Fed corta juros nos EUA pela 3ª vez seguida em 0,25 p.p.

Os juros caíram para a faixa de 3,50% a 3,75% ao ano, o menor nível desde setembro de 2022.


O Federal Reserve (Fed), banco central dos Estados Unidos, reduziu a taxa básica de juros do país em 0,25 ponto percentual, para a faixa de 3,50% a 3,75% ao ano, o menor nível desde setembro de 2022. A decisão foi anunciada nesta quarta-feira (10) e veio em linha com as expectativas do mercado financeiro.

Este foi o terceiro corte consecutivo nos juros americanos e o terceiro realizado em 2025. Na reunião anterior, em 29 de outubro, o Fed já havia reduzido a taxa na mesma proporção, para o intervalo de 3,75% a 4% ao ano.

Segundo o banco central norte-americano, a decisão voltou a ser motivada pela preocupação com o enfraquecimento do mercado de trabalho nos Estados Unidos. Os dados do setor começaram a ser divulgados novamente em novembro, com restrições, após o término do maior shutdown da história do país, que durou 43 dias. O shutdown ocorre quando o Congresso dos Estados Unidos não aprova o orçamento federal, levando à paralisação parcial do governo e à suspensão de serviços não essenciais, incluindo a divulgação de indicadores econômicos.

Embora o mercado de trabalho preocupe, dados recentes de inflação indicaram preços relativamente sob controle, ainda que acima da meta de 2% perseguida pelo Fed. Esse cenário levou a autoridade monetária a priorizar o estímulo ao emprego em detrimento de um foco mais restritivo sobre a inflação. O Federal Reserve opera sob um mandato duplo: promover o máximo emprego e assegurar a estabilidade de preços.

A política monetária dos Estados Unidos gera reflexos no Brasil. Com juros mais baixos nos EUA, tende a diminuir a pressão para a manutenção da taxa básica brasileira (Selic) em níveis elevados, além de haver possíveis impactos sobre o câmbio, com valorização do real frente ao dólar.

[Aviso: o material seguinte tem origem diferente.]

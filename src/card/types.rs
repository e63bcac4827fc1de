use serde::{Deserialize, Serialize};
use std::fmt;
use thiserror::Error;

/// Errors raised when raw card or deck data is malformed.
///
/// Raw data is rejected at the boundary instead of being coerced into
/// defaults, so a card that reaches the analysis engine is always well formed.
#[derive(Error, Debug, Clone, PartialEq, Eq)]
pub enum ValidationError {
    #[error("card is missing a name")]
    MissingName,
    #[error("card '{0}' is missing a supertype")]
    MissingSupertype(String),
    #[error("card '{card}' has unknown supertype '{value}'")]
    UnknownSupertype { card: String, value: String },
    #[error("unknown energy type '{0}'")]
    UnknownEnergyType(String),
    #[error("card '{card}' has negative quantity {quantity}")]
    NegativeQuantity { card: String, quantity: i64 },
    #[error("card '{card}' has quantity {quantity}, above the limit of {max}")]
    QuantityTooLarge { card: String, quantity: i64, max: u32 },
}

/// Top-level card category
#[derive(Debug, Clone, Copy, PartialEq, Eq, Hash, Serialize)]
#[serde(rename_all = "lowercase")]
pub enum Supertype {
    Creature,
    Trainer,
    Energy,
}

impl Supertype {
    /// Parse a supertype, accepting the names used by upstream card data.
    pub fn parse(value: &str) -> Option<Self> {
        match value.trim().to_lowercase().as_str() {
            "creature" | "pokemon" | "pokémon" => Some(Supertype::Creature),
            "trainer" => Some(Supertype::Trainer),
            "energy" => Some(Supertype::Energy),
            _ => None,
        }
    }
}

/// Energy / creature types
#[derive(Debug, Clone, Copy, PartialEq, Eq, Hash, PartialOrd, Ord, Serialize, Deserialize)]
#[serde(try_from = "String")]
pub enum EnergyType {
    Grass,
    Fire,
    Water,
    Lightning,
    Psychic,
    Fighting,
    Darkness,
    Metal,
    Dragon,
    Fairy,
    Colorless,
}

impl EnergyType {
    pub const ALL: [EnergyType; 11] = [
        EnergyType::Grass,
        EnergyType::Fire,
        EnergyType::Water,
        EnergyType::Lightning,
        EnergyType::Psychic,
        EnergyType::Fighting,
        EnergyType::Darkness,
        EnergyType::Metal,
        EnergyType::Dragon,
        EnergyType::Fairy,
        EnergyType::Colorless,
    ];

    pub fn as_str(&self) -> &'static str {
        match self {
            EnergyType::Grass => "Grass",
            EnergyType::Fire => "Fire",
            EnergyType::Water => "Water",
            EnergyType::Lightning => "Lightning",
            EnergyType::Psychic => "Psychic",
            EnergyType::Fighting => "Fighting",
            EnergyType::Darkness => "Darkness",
            EnergyType::Metal => "Metal",
            EnergyType::Dragon => "Dragon",
            EnergyType::Fairy => "Fairy",
            EnergyType::Colorless => "Colorless",
        }
    }
}

impl TryFrom<String> for EnergyType {
    type Error = ValidationError;

    fn try_from(value: String) -> Result<Self, Self::Error> {
        let lowered = value.trim().to_lowercase();
        let found = match lowered.as_str() {
            "dark" => Some(EnergyType::Darkness),
            "electric" => Some(EnergyType::Lightning),
            "steel" => Some(EnergyType::Metal),
            "normal" | "free" => Some(EnergyType::Colorless),
            other => EnergyType::ALL
                .iter()
                .copied()
                .find(|t| t.as_str().eq_ignore_ascii_case(other)),
        };
        found.ok_or(ValidationError::UnknownEnergyType(value))
    }
}

impl fmt::Display for EnergyType {
    fn fmt(&self, f: &mut fmt::Formatter<'_>) -> fmt::Result {
        f.write_str(self.as_str())
    }
}

/// Evolution stage of a creature card
#[derive(Debug, Clone, Copy, PartialEq, Eq, Hash, PartialOrd, Ord)]
pub enum Stage {
    Basic,
    Stage1,
    Stage2,
}

/// A creature attack
#[derive(Debug, Clone, PartialEq, Eq, Serialize)]
#[serde(rename_all = "camelCase")]
pub struct Attack {
    pub name: String,
    pub energy_cost: Vec<EnergyType>,
    pub damage: u32,
}

impl Attack {
    pub fn new(name: &str, energy_cost: Vec<EnergyType>, damage: u32) -> Self {
        Attack {
            name: name.to_string(),
            energy_cost,
            damage,
        }
    }

    pub fn cost(&self) -> usize {
        self.energy_cost.len()
    }
}

/// A static or activated ability printed on a card
#[derive(Debug, Clone, PartialEq, Eq, Serialize, Deserialize)]
pub struct Ability {
    pub name: String,
    #[serde(default)]
    pub text: String,
}

/// Immutable, validated card
#[derive(Debug, Clone, PartialEq, Eq, Serialize, Deserialize)]
#[serde(try_from = "RawCard", rename_all = "camelCase")]
pub struct Card {
    pub id: String,
    pub name: String,
    pub supertype: Supertype,
    pub subtypes: Vec<String>,
    #[serde(skip_serializing_if = "Option::is_none")]
    pub hp: Option<u32>,
    #[serde(skip_serializing_if = "Option::is_none")]
    pub evolves_from: Option<String>,
    pub attacks: Vec<Attack>,
    pub abilities: Vec<Ability>,
    pub types: Vec<EnergyType>,
}

impl Card {
    pub fn new(name: &str, supertype: Supertype) -> Self {
        Card {
            id: slug(name),
            name: name.to_string(),
            supertype,
            subtypes: Vec::new(),
            hp: None,
            evolves_from: None,
            attacks: Vec::new(),
            abilities: Vec::new(),
            types: Vec::new(),
        }
    }

    pub fn with_subtype(mut self, subtype: &str) -> Self {
        if !self.has_subtype(subtype) {
            self.subtypes.push(subtype.to_string());
        }
        self
    }

    pub fn with_hp(mut self, hp: u32) -> Self {
        self.hp = Some(hp);
        self
    }

    pub fn with_evolves_from(mut self, name: &str) -> Self {
        self.evolves_from = Some(name.to_string());
        self
    }

    pub fn with_attack(mut self, attack: Attack) -> Self {
        self.attacks.push(attack);
        self
    }

    pub fn with_ability(mut self, name: &str, text: &str) -> Self {
        self.abilities.push(Ability {
            name: name.to_string(),
            text: text.to_string(),
        });
        self
    }

    pub fn with_type(mut self, energy_type: EnergyType) -> Self {
        self.types.push(energy_type);
        self
    }

    pub fn has_subtype(&self, subtype: &str) -> bool {
        self.subtypes.iter().any(|s| s.eq_ignore_ascii_case(subtype))
    }

    pub fn is_creature(&self) -> bool {
        self.supertype == Supertype::Creature
    }

    pub fn is_trainer(&self) -> bool {
        self.supertype == Supertype::Trainer
    }

    pub fn is_energy(&self) -> bool {
        self.supertype == Supertype::Energy
    }

    /// Evolution stage, for creatures only
    pub fn stage(&self) -> Option<Stage> {
        if !self.is_creature() {
            return None;
        }
        if self.has_subtype("Stage 2") {
            Some(Stage::Stage2)
        } else if self.has_subtype("Stage 1") {
            Some(Stage::Stage1)
        } else if self.has_subtype("Basic") {
            Some(Stage::Basic)
        } else {
            None
        }
    }

    pub fn is_basic_creature(&self) -> bool {
        self.stage() == Some(Stage::Basic)
    }

    pub fn max_damage(&self) -> u32 {
        self.attacks.iter().map(|a| a.damage).max().unwrap_or(0)
    }
}

fn slug(name: &str) -> String {
    name.chars()
        .map(|c| if c.is_alphanumeric() { c.to_ascii_lowercase() } else { '-' })
        .collect()
}

/// Numbers that upstream data sometimes encodes as strings ("70", "30+", "20×")
#[derive(Debug, Clone, Deserialize)]
#[serde(untagged)]
enum LooseNumber {
    Number(u32),
    Text(String),
}

impl LooseNumber {
    fn value(&self) -> Option<u32> {
        match self {
            LooseNumber::Number(n) => Some(*n),
            LooseNumber::Text(s) => {
                let digits: String = s.trim().chars().take_while(|c| c.is_ascii_digit()).collect();
                digits.parse().ok()
            }
        }
    }
}

#[derive(Debug, Clone, Deserialize)]
#[serde(rename_all = "camelCase")]
struct RawAttack {
    name: String,
    #[serde(default, alias = "cost", alias = "energy_cost")]
    energy_cost: Vec<EnergyType>,
    #[serde(default)]
    damage: Option<LooseNumber>,
}

#[derive(Debug, Clone, Deserialize)]
#[serde(rename_all = "camelCase")]
struct RawCard {
    #[serde(default)]
    id: Option<String>,
    #[serde(default)]
    name: Option<String>,
    #[serde(default)]
    supertype: Option<String>,
    #[serde(default)]
    subtypes: Vec<String>,
    #[serde(default)]
    hp: Option<LooseNumber>,
    #[serde(default, alias = "evolves_from")]
    evolves_from: Option<String>,
    #[serde(default)]
    attacks: Vec<RawAttack>,
    #[serde(default)]
    abilities: Vec<Ability>,
    #[serde(default)]
    types: Vec<EnergyType>,
}

impl TryFrom<RawCard> for Card {
    type Error = ValidationError;

    fn try_from(raw: RawCard) -> Result<Self, Self::Error> {
        let name = raw
            .name
            .map(|n| n.trim().to_string())
            .filter(|n| !n.is_empty())
            .ok_or(ValidationError::MissingName)?;

        let supertype_raw = raw
            .supertype
            .ok_or_else(|| ValidationError::MissingSupertype(name.clone()))?;
        let supertype =
            Supertype::parse(&supertype_raw).ok_or_else(|| ValidationError::UnknownSupertype {
                card: name.clone(),
                value: supertype_raw.clone(),
            })?;

        let mut subtypes: Vec<String> = Vec::with_capacity(raw.subtypes.len());
        for subtype in raw.subtypes {
            let subtype = subtype.trim().to_string();
            if !subtype.is_empty() && !subtypes.iter().any(|s| s.eq_ignore_ascii_case(&subtype)) {
                subtypes.push(subtype);
            }
        }

        let attacks = raw
            .attacks
            .into_iter()
            .map(|a| Attack {
                name: a.name,
                energy_cost: a.energy_cost,
                damage: a.damage.and_then(|d| d.value()).unwrap_or(0),
            })
            .collect();

        let evolves_from = raw
            .evolves_from
            .map(|e| e.trim().to_string())
            .filter(|e| !e.is_empty());

        Ok(Card {
            id: raw.id.unwrap_or_else(|| slug(&name)),
            name,
            supertype,
            subtypes,
            hp: raw.hp.and_then(|h| h.value()),
            evolves_from,
            attacks,
            abilities: raw.abilities,
            types: raw.types,
        })
    }
}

Esta foi a oitava decisão de política monetária desde que Donald Trump assumiu como 47º presidente dos Estados Unidos, em 20 de janeiro, e a terceira que resultou em corte de juros. Desde a posse, o cenário econômico se tornou mais adverso em razão da guerra tarifária promovida pelo republicano. Economistas, agentes de mercado e o próprio Fed vêm destacando os impactos das sobretaxas sobre a economia americana, sobretudo o risco de aumento da inflação ao consumidor, fator que havia levado o banco central a adiar reduções anteriores. Nos últimos meses, contudo, sinais de desaceleração do mercado de trabalho abriram espaço para os cortes.

MUDANÇAS NA PRESIDÊNCIA DO FED

Crítico recorrente das decisões do Federal Reserve, Donald Trump afirmou que anunciará, no início do próximo ano, o substituto do atual presidente da instituição, Jerome Powell, cujo mandato termina em maio de 2026. Trump chegou a sinalizar a indicação do secretário do Tesouro dos EUA, Scott Bessent, que recusou o convite, o que levou o nome de Kevin Hassett, conselheiro econômico da Casa Branca, a ser apontado como favorito.

Em entrevista ao site POLITICO, publicada na terça-feira (9), Trump foi questionado se apoiar a redução dos juros seria um requisito para o próximo presidente do Fed. Ele respondeu: “Sim”. Também aparecem entre os cotados os governadores do Fed, Christopher Waller e Michelle Bowman. As movimentações ocorrem em meio à pressão do presidente norte-americano por cortes nos juros e à tentativa de ampliar sua influência sobre a política monetária do país, incluindo nomeações para a diretoria do banco central.